KLC exports Indigenous fire management to the world

 Nov 16, 2017

Nov 16, 2017

The Kimberley Land Council is set to lead a groundbreaking international fire management project in Botswana.

The Kimberley Land Council has been named as a leading project partner in a new international savanna fire management project which will see Australia’s knowledge of Indigenous fire management exported to the world.

Announced today at COP 23 (Conference of the Parties) in Bonn, the project is the result of national and international recognition of the knowledge of Australia’s first people in reducing carbon emissions through right-way fire.

The ground-breaking project will see the implementation of savanna burning at a series of pilot sites in Botswana, southern Africa.

With funding of $3.87 million over four years, the project will help deliver savanna carbon abatement methodology suitable to the Botswana landscape, as well as facilitate Indigenous knowledge exchange between Kimberley Aboriginal people and communities in Botswana.

Kimberley Land Council Chief Executive Officer Nolan Hunter is in Bonn with Project Leader Sam Johnston to launch the initiative together with Minister for the Environment and Energy Josh Frydenberg.

Mr Hunter said the project highlighted the valuable role Indigenous people play in looking after country, as well as assisting a global community approach committed to action on wildfire and the reduction of greenhouse gas emissions.
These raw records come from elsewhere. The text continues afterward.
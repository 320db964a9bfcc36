//! Restaurant analytics: top restaurants, average rating by city and price
//! levels by city. The dashboard shows a trimmed copy of the same charts.

use serde_json::Value;

use crate::endpoint::{paths, Endpoint};
use crate::fetch::{decode, fetch_all, take, Fetch, FetchError};
use crate::model::{CityRating, LabeledMatrix, TopRestaurant};
use crate::pivot::{pivot, Row, Table};

pub const TOP_N: u32 = 10;

pub const KEY_RATINGS: &str = "rating_count";
pub const KEY_AVG: &str = "avg_rating";
pub const KEY_CITY_AVG: &str = "avg";

/// The three restaurant charts shared by the dashboard and analytics pages.
#[derive(Debug, Clone, Default, PartialEq)]
pub struct RestaurantCharts {
    /// Dimension `name`, series [`KEY_RATINGS`] and [`KEY_AVG`].
    pub top: Table,
    /// Dimension `city`, series [`KEY_CITY_AVG`].
    pub by_city: Table,
    /// Dimension `city`, one series per price level.
    pub price_by_city: Table,
}

impl RestaurantCharts {
    pub fn from_parts(top: Vec<TopRestaurant>, by_city: Vec<CityRating>, prices: LabeledMatrix) -> Self {
        let top = Table::with_rows(
            "name",
            top.into_iter()
                .map(|r| Row::new(r.name).with(KEY_RATINGS, r.rating_count).with(KEY_AVG, r.avg_rating))
                .collect(),
        );
        let by_city = Table::with_rows(
            "city",
            by_city
                .into_iter()
                .map(|c| Row::new(c.city).with(KEY_CITY_AVG, c.avg))
                .collect(),
        );
        Self {
            top,
            by_city,
            price_by_city: pivot(&prices.rows, &prices.cols, &prices.matrix, "city"),
        }
    }

    /// `[0, max + 1]` over the city averages, so the line never touches the top.
    pub fn city_domain(&self) -> (f64, f64) {
        let max = self
            .by_city
            .rows
            .iter()
            .map(|r| r.value(KEY_CITY_AVG))
            .fold(0.0_f64, f64::max);
        (0.0, max + 1.0)
    }
}

pub(crate) fn chart_endpoints() -> Vec<Endpoint> {
    vec![
        Endpoint::new(paths::TOP_RESTAURANTS).param("n", TOP_N),
        Endpoint::new(paths::BY_CITY),
        Endpoint::new(paths::PRICE_BY_CITY),
    ]
}

pub(crate) fn assemble_charts(values: [Value; 3]) -> Result<RestaurantCharts, FetchError> {
    let [top, by_city, prices] = values;
    Ok(RestaurantCharts::from_parts(decode(top)?, decode(by_city)?, decode(prices)?))
}

pub fn endpoints() -> Vec<Endpoint> {
    chart_endpoints()
}

pub fn assemble(values: Vec<Value>) -> Result<RestaurantCharts, FetchError> {
    assemble_charts(take::<3>(values)?)
}

pub async fn load<F: Fetch>(fetch: &F) -> Result<RestaurantCharts, FetchError> {
    assemble(fetch_all(fetch, &endpoints()).await?)
}

#[cfg(test)]
mod tests {
    use super::*;
    use crate::fetch::fake::StaticFetch;
    use futures::executor::block_on;
    use serde_json::json;

    fn fixture() -> StaticFetch {
        StaticFetch::new()
            .ok(
                "/metrics/top-restaurants?n=10",
                json!([
                    {"Name": "Tortas Locas", "Rating_Count": 36, "Avg_Rating": 1.5},
                    {"Restaurant_ID": 132825, "Rating_Count": 32, "Avg_Rating": 1.2}
                ]),
            )
            .ok(
                "/metrics/by-city",
                json!([{"City": "Cuernavaca", "Avg_Rating": 1.5}, {"city": "Jiutepec", "avg_rating": "0.9"}]),
            )
            .ok(
                "/analytics/price-by-city",
                json!({"cities": ["Cuernavaca"], "prices": ["low", "medium"], "matrix": [[4, 9]]}),
            )
    }

    #[test]
    fn load_builds_all_three_tables() {
        let charts = block_on(load(&fixture())).unwrap();
        assert_eq!(charts.top.labels(), vec!["Tortas Locas", "132825"]);
        assert_eq!(charts.top.rows[0].value(KEY_RATINGS), 36.0);
        assert_eq!(charts.by_city.rows[1].value(KEY_CITY_AVG), 0.9);
        assert_eq!(charts.price_by_city.rows[0].value("medium"), 9.0);
    }

    #[test]
    fn city_domain_pads_the_maximum() {
        let charts = block_on(load(&fixture())).unwrap();
        assert_eq!(charts.city_domain(), (0.0, 2.5));
        assert_eq!(RestaurantCharts::default().city_domain(), (0.0, 1.0));
    }

    #[test]
    fn any_failure_fails_the_page() {
        let fetch = fixture().fail("/metrics/by-city", FetchError::Network("refused".into()));
        assert!(block_on(load(&fetch)).is_err());
    }
}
“Every year wildfires make news headlines across the world,” Mr Hunter said. “They are a major threat to human lives, biodiversity, property, and economies.

“But Indigenous people in Australia have developed a solution to this threat and Kimberley Aboriginal people are leading the way."

Combining ancient knowledge with modern science and technology, Indigenous rangers burn early, keep fuel loads down and reduce destructive wildfires. This leads to a decrease in greenhouse gas emissions and provides carbon market opportunities. It also delivers valuable jobs for poor and remote communities, while at the same time reinvigorating traditional culture.

“The Kimberley Ranger Network is delivering world’s best practice,” Mr Hunter said. “Indigenous rangers across Australia are making a significant contribution towards Australia’s conservation, biodiversity and environmental outcomes.”

First used in Australia in 2006, Indigenous fire management is now practised right across northern Australia. There are 75 projects registered across northern Australia worth over $100 million and employing more than 400 Indigenous rangers.

“Together with the Australian Government we have been exploring the feasibility of exporting Australia’s ground breaking savanna burning methodology to Asia, Africa and Latin America,” Mr Hunter said.

“We found widespread interest as this methodology could deliver the types of outcomes seen in Australia, such as market based mitigation and adaptation, as well as economic and social benefits for communities in fire prone landscapes around the world.”

According to Mr Hunter, today’s announcement is further reinforcement of the importance of the Paris Agreement, which recognises Indigenous peoples’ knowledge and its role in the Indigenous Peoples’ Platform under the United Nations Framework Convention on Climate Change (UNFCCC).

“This project is an opportunity for Kimberley Aboriginal people to share their knowledge, provide training and exchange expertise across the globe,” he said.

Project leader Sam Johnston said Botswana had been selected as the first pilot site due to its savanna landscape and fire regime.

“Wildfires are a dominant feature of southern African landscapes,” Mr Johnston said.

“These fires produce significant greenhouse gas emissions, reduce agricultural productivity and damage ecosystems.

“Passing on the methods of Australia’s Indigenous community will give people in Botswana an opportunity to change the way they manage fire, reduce greenhouse gas emissions and create opportunities for people living in remote communities.

“This will not only benefit Botswana, but the whole world.”